[Dataset entries]
______
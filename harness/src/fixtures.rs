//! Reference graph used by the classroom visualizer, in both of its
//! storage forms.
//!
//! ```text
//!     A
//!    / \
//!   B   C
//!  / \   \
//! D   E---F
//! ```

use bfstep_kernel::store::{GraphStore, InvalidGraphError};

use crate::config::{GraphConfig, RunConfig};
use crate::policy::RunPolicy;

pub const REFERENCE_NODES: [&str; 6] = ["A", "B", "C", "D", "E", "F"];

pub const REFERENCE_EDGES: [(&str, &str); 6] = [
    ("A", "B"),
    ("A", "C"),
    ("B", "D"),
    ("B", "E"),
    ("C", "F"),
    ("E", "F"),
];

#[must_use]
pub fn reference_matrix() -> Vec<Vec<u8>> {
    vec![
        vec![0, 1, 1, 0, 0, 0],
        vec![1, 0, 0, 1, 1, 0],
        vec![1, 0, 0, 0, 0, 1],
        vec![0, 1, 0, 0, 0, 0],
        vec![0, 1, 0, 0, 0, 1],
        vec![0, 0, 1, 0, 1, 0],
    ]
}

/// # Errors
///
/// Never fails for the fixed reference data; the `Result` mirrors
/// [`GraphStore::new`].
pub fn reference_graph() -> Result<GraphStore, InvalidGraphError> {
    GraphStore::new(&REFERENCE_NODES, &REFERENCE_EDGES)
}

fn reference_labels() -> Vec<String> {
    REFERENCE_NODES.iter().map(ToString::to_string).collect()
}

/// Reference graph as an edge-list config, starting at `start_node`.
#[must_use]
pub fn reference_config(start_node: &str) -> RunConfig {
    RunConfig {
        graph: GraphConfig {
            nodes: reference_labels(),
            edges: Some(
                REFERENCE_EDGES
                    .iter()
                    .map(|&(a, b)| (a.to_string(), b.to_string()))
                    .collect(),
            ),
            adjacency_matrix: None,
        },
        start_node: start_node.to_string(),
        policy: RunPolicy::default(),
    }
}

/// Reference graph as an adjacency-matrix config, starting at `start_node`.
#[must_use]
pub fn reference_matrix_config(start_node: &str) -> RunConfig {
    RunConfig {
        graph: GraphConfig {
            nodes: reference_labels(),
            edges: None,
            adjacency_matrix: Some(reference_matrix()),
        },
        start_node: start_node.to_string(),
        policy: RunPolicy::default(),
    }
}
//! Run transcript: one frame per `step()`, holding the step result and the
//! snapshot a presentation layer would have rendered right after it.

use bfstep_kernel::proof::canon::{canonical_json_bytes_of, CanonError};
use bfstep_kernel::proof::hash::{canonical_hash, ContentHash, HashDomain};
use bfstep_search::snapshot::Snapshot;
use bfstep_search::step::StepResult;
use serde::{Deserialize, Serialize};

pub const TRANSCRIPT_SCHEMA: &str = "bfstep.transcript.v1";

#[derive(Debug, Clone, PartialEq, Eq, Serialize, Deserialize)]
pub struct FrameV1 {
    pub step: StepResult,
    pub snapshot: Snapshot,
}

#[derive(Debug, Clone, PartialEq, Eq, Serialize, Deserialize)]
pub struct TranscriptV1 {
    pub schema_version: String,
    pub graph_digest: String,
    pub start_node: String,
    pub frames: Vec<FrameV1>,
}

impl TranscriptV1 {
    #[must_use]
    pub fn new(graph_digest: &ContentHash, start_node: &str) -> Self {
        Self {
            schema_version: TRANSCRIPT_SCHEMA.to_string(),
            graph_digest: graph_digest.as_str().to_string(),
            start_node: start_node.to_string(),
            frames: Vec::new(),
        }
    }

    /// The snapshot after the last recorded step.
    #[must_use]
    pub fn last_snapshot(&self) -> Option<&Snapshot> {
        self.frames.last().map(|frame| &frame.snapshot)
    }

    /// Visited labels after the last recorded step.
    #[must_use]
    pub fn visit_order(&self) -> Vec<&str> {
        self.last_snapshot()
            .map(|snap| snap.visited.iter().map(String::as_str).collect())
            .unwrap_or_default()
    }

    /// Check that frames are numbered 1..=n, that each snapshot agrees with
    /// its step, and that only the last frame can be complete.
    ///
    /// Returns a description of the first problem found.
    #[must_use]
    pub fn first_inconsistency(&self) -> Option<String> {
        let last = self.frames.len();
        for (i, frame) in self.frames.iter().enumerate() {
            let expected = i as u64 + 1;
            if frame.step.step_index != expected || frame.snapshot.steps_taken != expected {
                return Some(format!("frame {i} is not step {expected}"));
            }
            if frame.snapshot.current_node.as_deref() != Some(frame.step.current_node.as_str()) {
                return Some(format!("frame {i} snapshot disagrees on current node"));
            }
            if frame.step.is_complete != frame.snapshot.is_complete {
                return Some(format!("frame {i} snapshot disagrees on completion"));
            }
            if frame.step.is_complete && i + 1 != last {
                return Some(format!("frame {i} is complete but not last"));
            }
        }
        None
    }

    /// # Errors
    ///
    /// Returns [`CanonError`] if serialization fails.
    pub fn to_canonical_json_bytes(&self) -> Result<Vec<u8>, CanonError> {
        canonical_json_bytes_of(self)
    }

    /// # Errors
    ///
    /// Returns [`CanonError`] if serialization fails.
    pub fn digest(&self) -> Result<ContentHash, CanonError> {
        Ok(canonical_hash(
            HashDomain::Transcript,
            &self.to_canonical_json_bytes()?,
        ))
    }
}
______
• **WORK ORDER**
Restate the entries above word for word.

• **SOLVED PROBLEM**
filename harness/src/fixtures.rs
//! Reference graph used by the classroom visualizer, in both of its
//! storage forms.
//!
//! ```text
//!     A
//!    / \
//!   B   C
//!  / \   \
//! D   E---F
//! ```

use bfstep_kernel::store::{GraphStore, InvalidGraphError};

use crate::config::{GraphConfig, RunConfig};
use crate::policy::RunPolicy;

pub const REFERENCE_NODES: [&str; 6] = ["A", "B", "C", "D", "E", "F"];

pub const REFERENCE_EDGES: [(&str, &str); 6] = [
    ("A", "B"),
    ("A", "C"),
    ("B", "D"),
    ("B", "E"),
    ("C", "F"),
    ("E", "F"),
];

#[must_use]
pub fn reference_matrix() -> Vec<Vec<u8>> {
    vec![
        vec![0, 1, 1, 0, 0, 0],
        vec![1, 0, 0, 1, 1, 0],
        vec![1, 0, 0, 0, 0, 1],
        vec![0, 1, 0, 0, 0, 0],
        vec![0, 1, 0, 0, 0, 1],
        vec![0, 0, 1, 0, 1, 0],
    ]
}

/// # Errors
///
/// Never fails for the fixed reference data; the `Result` mirrors
/// [`GraphStore::new`].
pub fn reference_graph() -> Result<GraphStore, InvalidGraphError> {
    GraphStore::new(&REFERENCE_NODES, &REFERENCE_EDGES)
}

fn reference_labels() -> Vec<String> {
    REFERENCE_NODES.iter().map(ToString::to_string).collect()
}

/// Reference graph as an edge-list config, starting at `start_node`.
#[must_use]
pub fn reference_config(start_node: &str) -> RunConfig {
    RunConfig {
        graph: GraphConfig {
            nodes: reference_labels(),
            edges: Some(
                REFERENCE_EDGES
                    .iter()
                    .map(|&(a, b)| (a.to_string(), b.to_string()))
                    .collect(),
            ),
            adjacency_matrix: None,
        },
        start_node: start_node.to_string(),
        policy: RunPolicy::default(),
    }
}

/// Reference graph as an adjacency-matrix config, starting at `start_node`.
#[must_use]
pub fn reference_matrix_config(start_node: &str) -> RunConfig {
    RunConfig {
        graph: GraphConfig {
            nodes: reference_labels(),
            edges: None,
            adjacency_matrix: Some(reference_matrix()),
        },
        start_node: start_node.to_string(),
        policy: RunPolicy::default(),
    }
}
//! Run transcript: one frame per `step()`, holding the step result and the
//! snapshot a presentation layer would have rendered right after it.

use bfstep_kernel::proof::canon::{canonical_json_bytes_of, CanonError};
use bfstep_kernel::proof::hash::{canonical_hash, ContentHash, HashDomain};
use bfstep_search::snapshot::Snapshot;
use bfstep_search::step::StepResult;
use serde::{Deserialize, Serialize};

pub const TRANSCRIPT_SCHEMA: &str = "bfstep.transcript.v1";

#[derive(Debug, Clone, PartialEq, Eq, Serialize, Deserialize)]
pub struct FrameV1 {
    pub step: StepResult,
    pub snapshot: Snapshot,
}

#[derive(Debug, Clone, PartialEq, Eq, Serialize, Deserialize)]
pub struct TranscriptV1 {
    pub schema_version: String,
    pub graph_digest: String,
    pub start_node: String,
    pub frames: Vec<FrameV1>,
}

impl TranscriptV1 {
    #[must_use]
    pub fn new(graph_digest: &ContentHash, start_node: &str) -> Self {
        Self {
            schema_version: TRANSCRIPT_SCHEMA.to_string(),
            graph_digest: graph_digest.as_str().to_string(),
            start_node: start_node.to_string(),
            frames: Vec::new(),
        }
    }

    /// The snapshot after the last recorded step.
    #[must_use]
    pub fn last_snapshot(&self) -> Option<&Snapshot> {
        self.frames.last().map(|frame| &frame.snapshot)
    }

    /// Visited labels after the last recorded step.
    #[must_use]
    pub fn visit_order(&self) -> Vec<&str> {
        self.last_snapshot()
            .map(|snap| snap.visited.iter().map(String::as_str).collect())
            .unwrap_or_default()
    }

    /// Check that frames are numbered 1..=n, that each snapshot agrees with
    /// its step, and that only the last frame can be complete.
    ///
    /// Returns a description of the first problem found.
    #[must_use]
    pub fn first_inconsistency(&self) -> Option<String> {
        let last = self.frames.len();
        for (i, frame) in self.frames.iter().enumerate() {
            let expected = i as u64 + 1;
            if frame.step.step_index != expected || frame.snapshot.steps_taken != expected {
                return Some(format!("frame {i} is not step {expected}"));
            }
            if frame.snapshot.current_node.as_deref() != Some(frame.step.current_node.as_str()) {
                return Some(format!("frame {i} snapshot disagrees on current node"));
            }
            if frame.step.is_complete != frame.snapshot.is_complete {
                return Some(format!("frame {i} snapshot disagrees on completion"));
            }
            if frame.step.is_complete && i + 1 != last {
                return Some(format!("frame {i} is complete but not last"));
            }
        }
        None
    }

    /// # Errors
    ///
    /// Returns [`CanonError`] if serialization fails.
    pub fn to_canonical_json_bytes(&self) -> Result<Vec<u8>, CanonError> {
        canonical_json_bytes_of(self)
    }

    /// # Errors
    ///
    /// Returns [`CanonError`] if serialization fails.
    pub fn digest(&self) -> Result<ContentHash, CanonError> {
        Ok(canonical_hash(
            HashDomain::Transcript,
            &self.to_canonical_json_bytes()?,
        ))
    }
}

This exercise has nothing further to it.